### WORK ITEM
Starting with the first line of the data that follows, transcribe every line verbatim until the line containing "#[derive(Debug, Clone, PartialEq, Eq, Error)]" has been transcribed.

### Saved entries
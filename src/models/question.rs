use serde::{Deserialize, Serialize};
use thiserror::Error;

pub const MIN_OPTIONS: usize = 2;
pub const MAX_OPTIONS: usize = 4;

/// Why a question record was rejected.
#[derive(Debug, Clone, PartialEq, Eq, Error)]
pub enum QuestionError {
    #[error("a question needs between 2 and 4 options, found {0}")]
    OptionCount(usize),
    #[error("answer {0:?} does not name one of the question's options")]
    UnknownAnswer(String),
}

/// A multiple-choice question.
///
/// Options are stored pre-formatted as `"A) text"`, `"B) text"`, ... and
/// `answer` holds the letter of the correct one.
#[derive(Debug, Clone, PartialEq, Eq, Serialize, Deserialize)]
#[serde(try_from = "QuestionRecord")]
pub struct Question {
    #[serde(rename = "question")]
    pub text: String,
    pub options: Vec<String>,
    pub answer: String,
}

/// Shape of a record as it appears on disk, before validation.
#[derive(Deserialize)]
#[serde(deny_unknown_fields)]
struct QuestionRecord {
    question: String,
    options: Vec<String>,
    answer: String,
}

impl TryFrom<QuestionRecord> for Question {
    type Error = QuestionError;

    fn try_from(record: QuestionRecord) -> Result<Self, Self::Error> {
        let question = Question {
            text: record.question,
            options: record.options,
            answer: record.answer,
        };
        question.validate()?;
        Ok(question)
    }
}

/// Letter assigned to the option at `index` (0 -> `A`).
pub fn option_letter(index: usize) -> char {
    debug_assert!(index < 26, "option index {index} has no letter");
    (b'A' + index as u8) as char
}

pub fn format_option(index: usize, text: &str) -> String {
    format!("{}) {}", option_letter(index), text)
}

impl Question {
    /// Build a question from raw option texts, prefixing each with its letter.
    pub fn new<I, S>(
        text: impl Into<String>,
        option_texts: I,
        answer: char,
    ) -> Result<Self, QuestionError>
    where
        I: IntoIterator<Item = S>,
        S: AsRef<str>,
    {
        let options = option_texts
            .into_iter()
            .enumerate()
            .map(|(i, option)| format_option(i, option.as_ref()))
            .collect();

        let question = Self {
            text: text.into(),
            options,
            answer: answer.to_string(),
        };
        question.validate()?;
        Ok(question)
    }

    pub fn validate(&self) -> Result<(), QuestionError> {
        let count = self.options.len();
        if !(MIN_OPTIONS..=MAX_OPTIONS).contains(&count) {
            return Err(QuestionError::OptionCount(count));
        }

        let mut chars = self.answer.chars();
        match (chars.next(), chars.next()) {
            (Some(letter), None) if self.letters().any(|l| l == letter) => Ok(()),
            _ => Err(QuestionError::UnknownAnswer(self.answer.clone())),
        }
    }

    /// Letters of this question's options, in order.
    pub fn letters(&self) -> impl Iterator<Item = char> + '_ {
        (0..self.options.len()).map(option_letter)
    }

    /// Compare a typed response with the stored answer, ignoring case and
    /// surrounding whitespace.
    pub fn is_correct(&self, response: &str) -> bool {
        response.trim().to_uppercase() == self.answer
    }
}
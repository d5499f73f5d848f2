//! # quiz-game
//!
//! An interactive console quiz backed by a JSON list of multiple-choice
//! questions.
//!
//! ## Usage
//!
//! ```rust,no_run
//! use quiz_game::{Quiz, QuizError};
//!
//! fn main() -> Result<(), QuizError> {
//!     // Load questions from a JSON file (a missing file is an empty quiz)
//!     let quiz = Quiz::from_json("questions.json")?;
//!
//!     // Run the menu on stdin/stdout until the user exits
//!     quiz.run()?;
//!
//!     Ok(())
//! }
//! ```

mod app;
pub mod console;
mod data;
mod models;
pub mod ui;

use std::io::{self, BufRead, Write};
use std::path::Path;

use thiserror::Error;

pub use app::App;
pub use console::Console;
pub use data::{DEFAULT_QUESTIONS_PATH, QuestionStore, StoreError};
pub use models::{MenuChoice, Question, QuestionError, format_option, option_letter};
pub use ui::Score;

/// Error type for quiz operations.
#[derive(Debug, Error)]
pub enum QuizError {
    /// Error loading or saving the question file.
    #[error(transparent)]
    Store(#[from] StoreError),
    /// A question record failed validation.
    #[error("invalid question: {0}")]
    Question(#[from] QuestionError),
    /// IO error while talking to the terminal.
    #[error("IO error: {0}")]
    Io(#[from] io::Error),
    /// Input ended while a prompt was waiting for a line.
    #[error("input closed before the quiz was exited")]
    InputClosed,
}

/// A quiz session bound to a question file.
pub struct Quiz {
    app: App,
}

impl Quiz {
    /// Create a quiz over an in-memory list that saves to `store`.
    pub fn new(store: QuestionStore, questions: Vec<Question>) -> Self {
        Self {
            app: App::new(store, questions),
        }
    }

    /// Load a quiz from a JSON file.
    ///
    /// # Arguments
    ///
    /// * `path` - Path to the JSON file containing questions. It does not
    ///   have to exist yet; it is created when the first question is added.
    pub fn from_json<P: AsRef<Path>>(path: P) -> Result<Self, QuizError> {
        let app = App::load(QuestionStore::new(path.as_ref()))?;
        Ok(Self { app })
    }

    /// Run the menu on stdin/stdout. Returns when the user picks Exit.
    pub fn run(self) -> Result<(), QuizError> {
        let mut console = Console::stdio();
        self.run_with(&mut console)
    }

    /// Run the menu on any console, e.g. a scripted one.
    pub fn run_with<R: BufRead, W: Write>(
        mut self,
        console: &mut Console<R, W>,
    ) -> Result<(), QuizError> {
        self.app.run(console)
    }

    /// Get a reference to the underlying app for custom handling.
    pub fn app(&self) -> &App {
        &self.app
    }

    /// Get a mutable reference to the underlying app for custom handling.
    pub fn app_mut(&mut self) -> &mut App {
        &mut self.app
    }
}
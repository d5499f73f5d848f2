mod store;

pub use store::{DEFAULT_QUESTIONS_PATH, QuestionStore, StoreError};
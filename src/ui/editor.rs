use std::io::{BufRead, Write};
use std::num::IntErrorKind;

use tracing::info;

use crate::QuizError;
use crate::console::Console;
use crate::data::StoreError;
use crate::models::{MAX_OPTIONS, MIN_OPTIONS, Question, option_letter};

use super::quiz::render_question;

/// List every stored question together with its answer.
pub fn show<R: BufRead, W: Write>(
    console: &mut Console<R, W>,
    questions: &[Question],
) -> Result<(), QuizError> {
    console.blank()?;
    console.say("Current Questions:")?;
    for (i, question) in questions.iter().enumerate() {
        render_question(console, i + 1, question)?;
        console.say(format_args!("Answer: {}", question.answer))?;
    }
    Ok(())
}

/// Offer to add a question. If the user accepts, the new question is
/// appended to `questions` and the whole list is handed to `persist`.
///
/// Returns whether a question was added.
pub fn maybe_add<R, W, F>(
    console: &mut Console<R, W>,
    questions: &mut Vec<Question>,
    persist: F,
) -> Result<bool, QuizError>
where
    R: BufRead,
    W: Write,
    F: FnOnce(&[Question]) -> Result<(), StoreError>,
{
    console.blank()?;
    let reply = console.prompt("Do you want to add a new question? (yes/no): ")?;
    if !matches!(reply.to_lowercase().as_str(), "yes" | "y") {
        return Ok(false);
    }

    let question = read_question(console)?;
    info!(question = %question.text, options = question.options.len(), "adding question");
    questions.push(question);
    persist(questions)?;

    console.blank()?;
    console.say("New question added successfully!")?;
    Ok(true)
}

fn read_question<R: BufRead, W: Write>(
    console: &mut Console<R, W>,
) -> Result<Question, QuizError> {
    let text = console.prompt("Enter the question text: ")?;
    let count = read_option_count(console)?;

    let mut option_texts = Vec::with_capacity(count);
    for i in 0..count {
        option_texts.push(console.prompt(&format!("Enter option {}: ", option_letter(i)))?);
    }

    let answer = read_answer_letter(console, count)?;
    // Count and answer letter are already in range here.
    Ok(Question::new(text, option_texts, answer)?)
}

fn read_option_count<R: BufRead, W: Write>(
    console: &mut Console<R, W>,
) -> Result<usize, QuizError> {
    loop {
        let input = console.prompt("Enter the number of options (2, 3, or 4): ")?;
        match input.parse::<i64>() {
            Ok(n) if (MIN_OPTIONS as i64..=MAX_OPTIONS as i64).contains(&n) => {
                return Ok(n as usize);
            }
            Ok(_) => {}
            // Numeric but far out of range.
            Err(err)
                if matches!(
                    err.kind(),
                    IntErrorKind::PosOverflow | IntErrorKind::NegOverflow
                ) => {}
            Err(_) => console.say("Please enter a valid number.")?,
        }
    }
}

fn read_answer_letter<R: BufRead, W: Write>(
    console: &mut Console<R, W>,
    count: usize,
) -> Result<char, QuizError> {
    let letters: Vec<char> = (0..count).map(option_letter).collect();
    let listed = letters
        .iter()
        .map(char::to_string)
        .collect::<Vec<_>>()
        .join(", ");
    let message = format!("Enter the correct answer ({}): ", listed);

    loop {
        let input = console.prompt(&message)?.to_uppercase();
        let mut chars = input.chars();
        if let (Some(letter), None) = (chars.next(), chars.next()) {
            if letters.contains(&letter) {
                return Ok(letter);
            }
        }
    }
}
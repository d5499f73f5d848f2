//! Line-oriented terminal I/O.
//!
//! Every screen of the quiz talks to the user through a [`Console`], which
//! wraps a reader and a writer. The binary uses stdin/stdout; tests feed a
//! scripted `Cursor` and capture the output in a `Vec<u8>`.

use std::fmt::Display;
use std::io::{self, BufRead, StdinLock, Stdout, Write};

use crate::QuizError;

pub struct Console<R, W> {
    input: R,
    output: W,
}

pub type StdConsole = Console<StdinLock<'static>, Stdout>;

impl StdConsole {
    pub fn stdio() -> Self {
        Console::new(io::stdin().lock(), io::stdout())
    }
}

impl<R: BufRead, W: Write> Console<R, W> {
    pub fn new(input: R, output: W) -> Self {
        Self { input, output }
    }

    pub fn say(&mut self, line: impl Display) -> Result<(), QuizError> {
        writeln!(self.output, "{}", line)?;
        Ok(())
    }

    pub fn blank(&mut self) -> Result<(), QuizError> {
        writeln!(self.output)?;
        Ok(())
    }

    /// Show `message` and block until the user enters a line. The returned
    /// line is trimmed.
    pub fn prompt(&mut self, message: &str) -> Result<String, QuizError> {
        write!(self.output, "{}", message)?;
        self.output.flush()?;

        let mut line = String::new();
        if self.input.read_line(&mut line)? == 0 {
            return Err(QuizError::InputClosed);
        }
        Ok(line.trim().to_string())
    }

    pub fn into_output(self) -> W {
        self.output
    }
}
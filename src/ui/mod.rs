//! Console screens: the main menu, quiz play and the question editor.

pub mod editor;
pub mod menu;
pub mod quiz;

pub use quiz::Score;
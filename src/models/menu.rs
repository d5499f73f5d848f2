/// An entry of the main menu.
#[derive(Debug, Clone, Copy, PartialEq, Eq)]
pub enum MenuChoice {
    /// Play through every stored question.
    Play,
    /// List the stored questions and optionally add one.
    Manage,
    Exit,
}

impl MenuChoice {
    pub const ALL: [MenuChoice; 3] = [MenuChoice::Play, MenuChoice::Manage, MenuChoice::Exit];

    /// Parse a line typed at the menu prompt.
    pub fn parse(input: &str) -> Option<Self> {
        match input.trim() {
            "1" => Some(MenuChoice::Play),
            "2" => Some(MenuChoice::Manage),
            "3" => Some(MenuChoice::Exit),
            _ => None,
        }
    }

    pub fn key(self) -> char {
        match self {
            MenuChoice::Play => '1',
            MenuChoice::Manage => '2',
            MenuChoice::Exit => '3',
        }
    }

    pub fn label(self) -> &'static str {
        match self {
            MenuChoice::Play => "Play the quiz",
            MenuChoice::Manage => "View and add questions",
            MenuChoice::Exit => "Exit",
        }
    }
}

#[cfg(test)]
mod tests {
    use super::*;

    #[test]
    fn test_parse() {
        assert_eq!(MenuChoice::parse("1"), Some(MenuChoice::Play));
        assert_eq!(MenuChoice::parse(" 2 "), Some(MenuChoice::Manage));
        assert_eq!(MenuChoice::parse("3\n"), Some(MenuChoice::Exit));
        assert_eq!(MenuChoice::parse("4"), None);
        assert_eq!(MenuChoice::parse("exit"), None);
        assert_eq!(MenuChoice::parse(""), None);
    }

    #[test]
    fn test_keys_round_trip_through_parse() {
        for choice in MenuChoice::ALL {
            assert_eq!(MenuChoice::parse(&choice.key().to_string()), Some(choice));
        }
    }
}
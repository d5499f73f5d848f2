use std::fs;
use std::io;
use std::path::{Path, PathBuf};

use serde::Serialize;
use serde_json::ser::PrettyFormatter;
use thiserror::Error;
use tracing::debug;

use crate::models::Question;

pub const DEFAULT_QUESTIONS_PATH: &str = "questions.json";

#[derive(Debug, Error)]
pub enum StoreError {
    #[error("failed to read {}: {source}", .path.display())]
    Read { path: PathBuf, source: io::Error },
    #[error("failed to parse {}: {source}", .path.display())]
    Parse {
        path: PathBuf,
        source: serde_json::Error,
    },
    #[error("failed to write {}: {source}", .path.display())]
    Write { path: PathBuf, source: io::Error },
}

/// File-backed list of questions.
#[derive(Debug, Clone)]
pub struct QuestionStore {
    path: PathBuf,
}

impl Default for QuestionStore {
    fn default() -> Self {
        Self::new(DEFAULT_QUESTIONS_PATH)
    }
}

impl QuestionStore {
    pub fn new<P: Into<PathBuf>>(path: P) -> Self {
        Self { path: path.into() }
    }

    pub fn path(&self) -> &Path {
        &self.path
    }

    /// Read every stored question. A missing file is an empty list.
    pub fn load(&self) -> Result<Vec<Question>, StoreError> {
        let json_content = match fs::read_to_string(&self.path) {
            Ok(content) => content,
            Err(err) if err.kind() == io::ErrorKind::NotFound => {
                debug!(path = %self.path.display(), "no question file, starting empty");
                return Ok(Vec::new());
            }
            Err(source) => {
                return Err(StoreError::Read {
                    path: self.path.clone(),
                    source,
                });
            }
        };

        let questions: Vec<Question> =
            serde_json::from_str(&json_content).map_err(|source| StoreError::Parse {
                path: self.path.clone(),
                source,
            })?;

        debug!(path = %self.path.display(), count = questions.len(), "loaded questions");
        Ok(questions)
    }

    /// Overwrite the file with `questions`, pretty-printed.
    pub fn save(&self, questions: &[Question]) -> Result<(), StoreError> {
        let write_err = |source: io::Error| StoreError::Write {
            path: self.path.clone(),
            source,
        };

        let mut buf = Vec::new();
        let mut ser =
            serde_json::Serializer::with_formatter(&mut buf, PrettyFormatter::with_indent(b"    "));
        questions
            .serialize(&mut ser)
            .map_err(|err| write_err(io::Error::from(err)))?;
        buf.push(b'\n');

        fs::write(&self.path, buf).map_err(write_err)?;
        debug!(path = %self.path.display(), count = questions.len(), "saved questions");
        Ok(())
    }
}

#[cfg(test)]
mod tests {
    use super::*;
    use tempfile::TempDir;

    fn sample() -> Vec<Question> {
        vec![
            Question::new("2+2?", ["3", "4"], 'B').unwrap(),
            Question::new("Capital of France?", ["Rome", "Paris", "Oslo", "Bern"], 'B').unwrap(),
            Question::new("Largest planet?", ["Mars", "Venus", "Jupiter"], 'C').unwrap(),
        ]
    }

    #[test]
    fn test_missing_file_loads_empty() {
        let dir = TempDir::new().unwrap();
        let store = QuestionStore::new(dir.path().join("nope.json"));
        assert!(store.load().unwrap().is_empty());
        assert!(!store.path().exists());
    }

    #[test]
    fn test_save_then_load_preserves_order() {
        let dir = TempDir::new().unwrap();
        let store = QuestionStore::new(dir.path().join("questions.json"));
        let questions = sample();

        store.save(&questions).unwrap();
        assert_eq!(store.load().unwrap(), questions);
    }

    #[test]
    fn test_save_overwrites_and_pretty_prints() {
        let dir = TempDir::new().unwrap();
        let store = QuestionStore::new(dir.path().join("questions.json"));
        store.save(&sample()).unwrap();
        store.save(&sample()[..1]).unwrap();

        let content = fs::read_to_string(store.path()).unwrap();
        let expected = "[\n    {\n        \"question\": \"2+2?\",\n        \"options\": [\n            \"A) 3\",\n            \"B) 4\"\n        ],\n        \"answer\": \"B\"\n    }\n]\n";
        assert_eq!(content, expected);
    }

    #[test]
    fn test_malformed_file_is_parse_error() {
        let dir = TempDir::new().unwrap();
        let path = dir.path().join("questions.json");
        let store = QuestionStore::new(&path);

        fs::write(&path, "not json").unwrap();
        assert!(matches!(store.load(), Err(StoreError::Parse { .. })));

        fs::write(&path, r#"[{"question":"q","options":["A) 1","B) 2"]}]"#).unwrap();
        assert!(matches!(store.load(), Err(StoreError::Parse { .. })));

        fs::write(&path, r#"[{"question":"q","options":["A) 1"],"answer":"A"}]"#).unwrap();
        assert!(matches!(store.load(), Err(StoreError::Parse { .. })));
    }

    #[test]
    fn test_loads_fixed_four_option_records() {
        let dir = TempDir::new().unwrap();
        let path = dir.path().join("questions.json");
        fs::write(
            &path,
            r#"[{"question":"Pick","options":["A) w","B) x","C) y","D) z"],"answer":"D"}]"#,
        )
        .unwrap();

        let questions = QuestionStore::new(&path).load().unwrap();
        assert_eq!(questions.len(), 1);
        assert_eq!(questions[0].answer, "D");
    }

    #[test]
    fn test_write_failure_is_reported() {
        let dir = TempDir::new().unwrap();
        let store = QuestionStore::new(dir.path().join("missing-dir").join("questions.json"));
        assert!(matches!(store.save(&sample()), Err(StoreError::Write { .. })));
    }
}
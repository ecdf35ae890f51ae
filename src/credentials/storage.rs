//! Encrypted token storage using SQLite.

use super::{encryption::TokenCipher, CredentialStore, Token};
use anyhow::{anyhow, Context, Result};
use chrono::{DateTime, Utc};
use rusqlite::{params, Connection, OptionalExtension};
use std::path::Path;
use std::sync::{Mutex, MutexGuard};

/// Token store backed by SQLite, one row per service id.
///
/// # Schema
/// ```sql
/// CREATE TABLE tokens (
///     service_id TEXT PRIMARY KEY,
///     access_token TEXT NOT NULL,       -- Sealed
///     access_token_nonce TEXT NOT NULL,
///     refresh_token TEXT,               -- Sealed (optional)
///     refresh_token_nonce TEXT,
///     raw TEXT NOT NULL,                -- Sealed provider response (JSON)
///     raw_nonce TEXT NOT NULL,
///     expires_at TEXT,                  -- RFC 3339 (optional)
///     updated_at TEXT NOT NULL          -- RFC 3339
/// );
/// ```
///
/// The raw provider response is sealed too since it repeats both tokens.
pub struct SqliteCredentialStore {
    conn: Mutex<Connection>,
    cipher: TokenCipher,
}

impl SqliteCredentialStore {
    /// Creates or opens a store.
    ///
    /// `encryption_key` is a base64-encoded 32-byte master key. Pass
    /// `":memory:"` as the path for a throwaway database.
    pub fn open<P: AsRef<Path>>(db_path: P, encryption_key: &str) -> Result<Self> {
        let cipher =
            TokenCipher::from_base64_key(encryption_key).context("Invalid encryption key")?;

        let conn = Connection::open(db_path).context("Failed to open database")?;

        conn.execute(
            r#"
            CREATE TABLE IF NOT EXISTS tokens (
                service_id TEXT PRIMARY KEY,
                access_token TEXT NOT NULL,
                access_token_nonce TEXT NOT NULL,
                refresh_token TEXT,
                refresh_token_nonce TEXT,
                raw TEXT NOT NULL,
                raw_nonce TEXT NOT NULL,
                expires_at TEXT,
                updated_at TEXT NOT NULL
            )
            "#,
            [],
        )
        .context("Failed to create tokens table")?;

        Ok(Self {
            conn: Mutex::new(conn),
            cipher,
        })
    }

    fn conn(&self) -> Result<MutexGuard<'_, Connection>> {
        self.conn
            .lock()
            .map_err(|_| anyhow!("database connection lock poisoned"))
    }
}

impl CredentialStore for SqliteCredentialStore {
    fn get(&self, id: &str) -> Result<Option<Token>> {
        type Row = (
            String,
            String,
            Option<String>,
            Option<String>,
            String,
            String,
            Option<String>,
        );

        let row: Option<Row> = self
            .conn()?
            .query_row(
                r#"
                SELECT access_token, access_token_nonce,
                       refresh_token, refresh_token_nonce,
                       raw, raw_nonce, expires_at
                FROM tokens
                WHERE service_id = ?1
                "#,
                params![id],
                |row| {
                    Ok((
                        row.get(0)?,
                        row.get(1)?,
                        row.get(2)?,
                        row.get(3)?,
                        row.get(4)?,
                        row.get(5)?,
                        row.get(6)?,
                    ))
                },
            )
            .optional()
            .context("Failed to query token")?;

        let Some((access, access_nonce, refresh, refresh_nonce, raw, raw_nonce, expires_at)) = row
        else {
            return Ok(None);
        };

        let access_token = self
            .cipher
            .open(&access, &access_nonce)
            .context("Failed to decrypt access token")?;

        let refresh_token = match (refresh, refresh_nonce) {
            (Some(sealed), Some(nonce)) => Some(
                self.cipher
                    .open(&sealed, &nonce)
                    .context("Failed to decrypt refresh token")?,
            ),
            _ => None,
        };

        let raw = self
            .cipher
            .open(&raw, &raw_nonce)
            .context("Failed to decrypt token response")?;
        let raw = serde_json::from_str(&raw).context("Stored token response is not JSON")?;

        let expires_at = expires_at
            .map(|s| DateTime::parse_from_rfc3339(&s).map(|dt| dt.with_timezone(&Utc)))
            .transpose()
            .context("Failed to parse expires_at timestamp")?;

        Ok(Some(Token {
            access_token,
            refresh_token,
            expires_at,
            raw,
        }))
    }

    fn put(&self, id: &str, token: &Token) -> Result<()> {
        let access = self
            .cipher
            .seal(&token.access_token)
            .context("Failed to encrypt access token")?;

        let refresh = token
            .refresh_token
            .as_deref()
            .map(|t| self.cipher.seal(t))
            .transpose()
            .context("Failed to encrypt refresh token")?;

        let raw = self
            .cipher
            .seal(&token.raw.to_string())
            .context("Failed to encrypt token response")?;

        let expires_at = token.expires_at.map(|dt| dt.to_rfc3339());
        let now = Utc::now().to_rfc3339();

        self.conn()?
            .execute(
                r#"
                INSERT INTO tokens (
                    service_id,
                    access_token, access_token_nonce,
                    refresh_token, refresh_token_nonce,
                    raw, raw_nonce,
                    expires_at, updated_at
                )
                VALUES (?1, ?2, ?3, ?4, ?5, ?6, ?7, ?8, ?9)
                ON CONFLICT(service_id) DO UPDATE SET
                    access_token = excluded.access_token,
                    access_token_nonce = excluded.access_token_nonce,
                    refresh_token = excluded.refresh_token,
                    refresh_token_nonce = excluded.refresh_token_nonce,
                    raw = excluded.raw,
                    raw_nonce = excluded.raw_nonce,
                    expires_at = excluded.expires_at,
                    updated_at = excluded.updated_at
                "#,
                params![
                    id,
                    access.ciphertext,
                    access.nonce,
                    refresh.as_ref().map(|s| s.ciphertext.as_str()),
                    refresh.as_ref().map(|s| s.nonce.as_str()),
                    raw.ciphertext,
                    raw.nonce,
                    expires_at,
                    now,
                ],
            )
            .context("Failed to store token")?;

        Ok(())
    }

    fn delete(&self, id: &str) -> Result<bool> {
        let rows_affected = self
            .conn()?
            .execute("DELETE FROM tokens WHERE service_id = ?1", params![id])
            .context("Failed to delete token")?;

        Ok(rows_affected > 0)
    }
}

### ANSWER FOR THE TASK
filename src/models/question.rs
use serde::{Deserialize, Serialize};
use thiserror::Error;

pub const MIN_OPTIONS: usize = 2;
pub const MAX_OPTIONS: usize = 4;

/// Why a question record was rejected.
#[derive(Debug, Clone, PartialEq, Eq, Error)]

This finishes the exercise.